Dimanche 22 mars : "Comment va-t-on faire ?"
Très grande fatigue hier. Aujourd’hui, nous n’avons rien fait, ou presque. Nous avons regardé un film avec les enfants, continué le puzzle de 1 500 pièces et fait des gâteaux. Je dois l’avouer, je n’en peux plus du gâteau au yaourt ! Les devoirs ? Nous n’avons même pas essayé.
Nous sommes dimanche, mais il faut tout de même suivre nos ventes sur internet. Nous avons dû en arrêter certaines. À un moment dans cette épidémie, il faudra réduire nos quantités. Il n’y aura plus rien à récolter si l’on récolte trop vite, et plus rien à vendre.

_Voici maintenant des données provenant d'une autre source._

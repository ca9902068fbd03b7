//! Retry policy: which failed tasks get another attempt, and when.

use std::time::Duration;

use faregate_core::{ErrorKind, TaskRecord, TaskStatus};

use crate::config::RetrySection;

/// Retry policy for failed flight tasks.
///
/// Retries happen in rounds: after the scheduler drains, every retryable
/// failure is resubmitted together once the round's delay has passed.
#[derive(Debug, Clone)]
pub struct RetryPolicy {
    /// Total attempts per flight task, the first one included.
    pub max_attempts: u32,

    /// Delay before the first retry round.
    pub base_delay: Duration,

    /// Backoff multiplier for later rounds.
    pub multiplier: f64,

    pub retry_on: Vec<ErrorKind>,
}

impl RetryPolicy {
    pub fn from_config(section: &RetrySection) -> Self {
        Self {
            max_attempts: section.max_attempts,
            base_delay: Duration::from_secs(section.interval_secs),
            multiplier: section.backoff_factor,
            retry_on: section.retry_on.clone(),
        }
    }

    /// Delay before retry round `round` (1-indexed):
    /// `base_delay * multiplier^(round - 1)`.
    ///
    /// With base_delay=5s, multiplier=2.0: 5s, 10s, 20s, ...
    pub fn next_delay(&self, round: u32) -> Duration {
        let exponent = i32::try_from(round.saturating_sub(1)).unwrap_or(i32::MAX);
        let secs = self.base_delay.as_secs_f64() * self.multiplier.powi(exponent);
        Duration::try_from_secs_f64(secs).unwrap_or(Duration::MAX)
    }

    /// Whether `record` failed in a way worth another attempt.
    pub fn should_retry(&self, record: &TaskRecord) -> bool {
        if record.status != TaskStatus::Failed || record.attempt >= self.max_attempts {
            return false;
        }
        record
            .error_info
            .as_ref()
            .is_some_and(|err| self.retry_on.contains(&err.kind))
    }
}

#[cfg(test)]
mod tests {
    use super::*;
    use chrono::Utc;
    use faregate_core::domain::TaskParameters;
    use faregate_core::{TaskError, TaskId};
    use rstest::rstest;

    fn policy() -> RetryPolicy {
        RetryPolicy::from_config(&RetrySection::default())
    }

    fn failed(attempt: u32, error: TaskError) -> TaskRecord {
        let now = Utc::now();
        let mut record = TaskRecord::new(
            "01ARZ3NDEKTSV4RRFFQ69G5FAV".parse::<TaskId>().unwrap(),
            TaskParameters::new(),
            0,
            now,
        );
        record.attempt = attempt;
        record.mark_failed(error, now);
        record
    }

    #[test]
    fn exponential_backoff_increases() {
        let policy = policy();

        assert_eq!(policy.next_delay(1), Duration::from_secs(5));
        assert_eq!(policy.next_delay(2), Duration::from_secs(10));
        assert_eq!(policy.next_delay(3), Duration::from_secs(20));
    }

    #[test]
    fn huge_rounds_saturate() {
        assert_eq!(policy().next_delay(u32::MAX), Duration::MAX);
    }

    #[rstest]
    #[case(1, TaskError::transient("429 from vendor"), true)]
    #[case(2, TaskError::infrastructure("warehouse down"), true)]
    #[case(3, TaskError::transient("429 from vendor"), false)]
    #[case(1, TaskError::permanent("bad airport code"), false)]
    #[case(1, TaskError::new(ErrorKind::Panicked, "boom"), false)]
    fn retries_only_listed_kinds_under_the_cap(
        #[case] attempt: u32,
        #[case] error: TaskError,
        #[case] expected: bool,
    ) {
        assert_eq!(policy().should_retry(&failed(attempt, error)), expected);
    }

    #[test]
    fn succeeded_tasks_are_not_retried() {
        let now = Utc::now();
        let mut record = failed(1, TaskError::transient("x"));
        record.status = TaskStatus::Succeeded;
        record.error_info = None;
        record.end_time = Some(now);
        assert!(!policy().should_retry(&record));
    }
}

Comment allons-nous faire si les gens continuent à se ruer sur les légumes ?
Marie, maraîchère bio
Nous voilà à J +6. Le confinement ne nous fait pas peur, nous l'avons déjà vécu lorsque nous vivions au Tchad et en République démocratique du Congo. L'inquiétude, pour nous, est ailleurs. Les commandes continuent d’augmenter. Nous voyons tous ces gens venir chez nous pour se nourrir... Comment va-t-on faire ?"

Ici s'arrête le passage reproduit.